Writes David Leonhardt in today's New York Times, "the death of cap and trade doesn't have to mean the death of climate policy. The alternative revolves around much more, and much better organized, financing for clean energy research. It's an idea with a growing list of supporters, a list that even includes conservatives -- most of whom opposed cap and trade."
Mark Muro of Brookings tells Politico the proposal's four parts "are broadly popular, provide a very broad and appealing American vision of economic transformation and are certainly far more doable than a global pricing system at this point." Added Steve Hayward of American Enterprise Institute, "The entire climate and energy agenda that we've been talking about for several years now has hit a dead end, so it's time to hit the reset button."
As the Times's Leonhardt explains the new post-partisan proposal, and the growing energy innovation consensus surrounding it, "reflect[s] the political reality that raising the cost of dirty energy is unpopular, especially when the economy is so weak.

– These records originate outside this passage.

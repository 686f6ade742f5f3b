//! Drives one archive per source path, strictly in order.

use std::fs;
use std::path::{Path, PathBuf};

use log::{debug, info};

use crate::Result;
use crate::archive::{ArchiveBuilder, ArchiveStats};
use crate::config::Settings;
use crate::constants::LOG_FILE_PREFIX;
use crate::naming::NameAllocator;
use crate::path_util;
use crate::router::ProfileRouter;

/// One archive written by a run.
#[derive(Debug, Clone, PartialEq, Eq)]
pub struct ArchiveReport {
    pub source: PathBuf,
    pub logical_name: String,
    pub file: PathBuf,
    /// Final size of the compressed file in bytes.
    pub size: u64,
    pub stats: ArchiveStats,
}

/// What a completed backup run produced.
#[derive(Debug, Clone, Default, PartialEq, Eq)]
pub struct RunSummary {
    pub archives: Vec<ArchiveReport>,
}

impl RunSummary {
    pub fn warnings(&self) -> u64 {
        self.archives.iter().map(|a| a.stats.warnings).sum()
    }
}

/// True for paths that look like a log file of this tool.
pub fn is_log_path(path: &Path) -> bool {
    path.to_string_lossy().contains(LOG_FILE_PREFIX)
}

/// Sequential backup run over a list of sources.
pub struct Orchestrator<'a> {
    settings: &'a Settings,
    router: &'a ProfileRouter,
    names: NameAllocator,
    working_dir: PathBuf,
}

impl<'a> Orchestrator<'a> {
    pub fn new(
        settings: &'a Settings,
        router: &'a ProfileRouter,
        timestamp: &str,
        working_dir: impl Into<PathBuf>,
    ) -> Self {
        Self {
            settings,
            router,
            names: NameAllocator::new(timestamp),
            working_dir: working_dir.into(),
        }
    }

    /// Archives every source. The first fatal error stops the run; archives
    /// already written stay on disk.
    pub fn run(&mut self, sources: &[PathBuf]) -> Result<RunSummary> {
        info!("BACKUP MODE");
        info!("===========");
        let mut summary = RunSummary::default();
        for source in sources {
            if is_log_path(source) {
                debug!("Skipping backup log");
                continue;
            }
            summary.archives.push(self.backup_one(source)?);
        }
        info!(
            "Wrote {} archive(s) with {} size warning(s)",
            summary.archives.len(),
            summary.warnings()
        );
        Ok(summary)
    }

    fn backup_one(&mut self, source: &Path) -> Result<ArchiveReport> {
        let root_folder = path_util::root_folder_name(source);
        let route = self.router.resolve(source, &root_folder);
        let name = self.names.allocate(route.logical_name);
        if let Some(profile) = route.profile {
            debug!(
                "Profile {} for {}: warn above {:?}, fail above {:?}",
                profile.name(),
                source.display(),
                profile.max_size_warn(),
                profile.max_size_fail()
            );
        }

        info!(
            "--BACKING UP-- Folder {root_folder} using name {}",
            name.logical_name
        );
        let file = self.working_dir.join(&name.file_name);
        let stats = ArchiveBuilder::new(route.profile, self.settings.non_regular)
            .level(self.settings.level)
            .build(source, &root_folder, &file)?;
        let size = fs::metadata(&file)?.len();
        info!("--FILE WRITTEN-- {} of size {size}", name.file_name);

        Ok(ArchiveReport {
            source: source.to_path_buf(),
            logical_name: name.logical_name,
            file,
            size,
            stats,
        })
    }
}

Finding the money to make clean energy cheaper, even when government budgets are tight, will probably be an easier sell."
While cap and trade legislation became embattled by partisan wars over climate science and compromised to the point of inefficacy, Leonhardt reminds readers that there is a successor strategy waiting, if one only turns to the long, bipartisan history of American technological leadership.

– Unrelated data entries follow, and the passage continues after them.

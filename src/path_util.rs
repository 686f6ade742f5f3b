use crate::error::BackupError;
use std::fs;
use std::path::{Component, Path, PathBuf};

/// Creates `path` and any missing parents.
///
/// # Errors
/// Returns [`BackupError::WorkingDirectoryUnavailable`] naming the path when
/// it cannot be created.
pub fn create_path(path: &Path) -> Result<(), BackupError> {
    fs::create_dir_all(path).map_err(|source| BackupError::WorkingDirectoryUnavailable {
        path: path.to_path_buf(),
        source,
    })
}

/// Lexically normalizes `path`: `.` is dropped and `..` pops the previous
/// component. The filesystem is not consulted.
pub fn normalize(path: &Path) -> PathBuf {
    let mut normalized = PathBuf::new();
    for component in path.components() {
        match component {
            Component::CurDir => {}
            Component::ParentDir => {
                if matches!(normalized.components().next_back(), Some(Component::Normal(_))) {
                    normalized.pop();
                } else if !normalized.has_root() {
                    normalized.push(component);
                }
            }
            other => normalized.push(other),
        }
    }
    normalized
}

/// Returns the last segment of the normalized `path`, or `root` for a
/// filesystem root.
pub fn root_folder_name(path: &Path) -> String {
    match normalize(path).components().next_back() {
        Some(Component::Normal(name)) => name.to_string_lossy().into_owned(),
        _ => "root".to_string(),
    }
}

/// Directory that receives the archives and the log of one run:
/// `<output_root>/<machine_id>/<timestamp>`.
pub fn working_dir(output_root: &Path, machine_id: &str, timestamp: &str) -> PathBuf {
    output_root.join(machine_id).join(timestamp)
}

/// Host name used to key the working directory.
pub fn machine_id() -> String {
    let name = gethostname::gethostname();
    let name = name.to_string_lossy();
    let name = name.trim();
    if name.is_empty() {
        "localhost".to_string()
    } else {
        name.to_string()
    }
}

#[cfg(test)]
mod tests {
    use super::*;

    #[test]
    fn test_root_folder_name() {
        assert_eq!(root_folder_name(Path::new("/a/b/Projects")), "Projects");
        assert_eq!(root_folder_name(Path::new("/a/b/Projects/")), "Projects");
        assert_eq!(root_folder_name(Path::new("/a/b/Proj.folder/.")), "Proj.folder");
        assert_eq!(root_folder_name(Path::new("/")), "root");
        assert_eq!(root_folder_name(Path::new("/a/b/..")), "a");
        assert_eq!(root_folder_name(Path::new("/a/b/../c/./")), "c");
        assert_eq!(root_folder_name(Path::new("/..")), "root");
    }

    #[test]
    fn test_normalize() {
        assert_eq!(normalize(Path::new("/a/b/../c/.")), PathBuf::from("/a/c"));
        assert_eq!(normalize(Path::new("/a/../..")), PathBuf::from("/"));
        assert_eq!(normalize(Path::new("../x")), PathBuf::from("../x"));
        assert_eq!(normalize(Path::new("a/../../b")), PathBuf::from("../b"));
    }

    #[test]
    fn test_working_dir_layout() {
        let dir = working_dir(Path::new("/out"), "ipad", "20211001-101010");
        assert_eq!(dir, PathBuf::from("/out/ipad/20211001-101010"));
    }

    #[test]
    fn test_create_path() {
        let temp = tempfile::tempdir().unwrap();
        let nested = temp.path().join("a").join("b");
        create_path(&nested).unwrap();
        assert!(nested.is_dir());
        // existing directories are fine
        create_path(&nested).unwrap();
    }

    #[test]
    fn test_create_path_under_file_fails() {
        let temp = tempfile::tempdir().unwrap();
        let file = temp.path().join("file");
        fs::write(&file, b"x").unwrap();
        let err = create_path(&file.join("sub")).unwrap_err();
        assert!(matches!(err, BackupError::WorkingDirectoryUnavailable { .. }));
    }

    #[test]
    fn test_machine_id_is_host_name() {
        let id = machine_id();
        assert!(!id.is_empty());
        assert_eq!(id, id.trim());
        let host = gethostname::gethostname();
        if !host.is_empty() {
            assert_eq!(id, host.to_string_lossy().trim());
        }
    }
}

"[H]istory shows that government-directed research can work," Leohardt writes.
"The Defense Department created the Internet, as part of a project to build a communications system safe from nuclear attack. The military helped make possible radar, microchips and modern aviation, too. The National Institutes of Health spawned the biotechnology industry. All those investments have turned into engines of job creation, even without any new tax on the technologies they replaced.
"We didn't tax typewriters to get the computer. We didn't tax telegraphs to get telephones," Breakthrough Institute's Michael Shellenberger told the Times. "When you look at the history of technological innovation, you find that state investment is everywhere."
And in that history, lies a new path forward to deliver clean cheap energy, economic productivity, and national prosperity.
By Steven F. Hayward, American Enterprise Institute; Mark Muro, Brookings Institution; Ted Nordhaus and Michael Shellenberger, Breakthrough Institute
If ever there were a time to hit the reset button on energy policy, it is today. Congress is set to adjourn without taking substantive, long-term action on either climate or energy. While conservatives may be celebrating the death of cap and trade, the truth is that the right's longstanding hopes for the expansion of nuclear power and oil production have also run aground, foundering on the high cost of constructing new nuclear plants and the impacts of the devastating oil spill in the Gulf of Mexico. As a result, energy policy is at a standstill, despite overwhelming public support for accelerating the move to clean, affordable energy sources and tapping fast-growing clean energy industries to create jobs and wealth in the United States.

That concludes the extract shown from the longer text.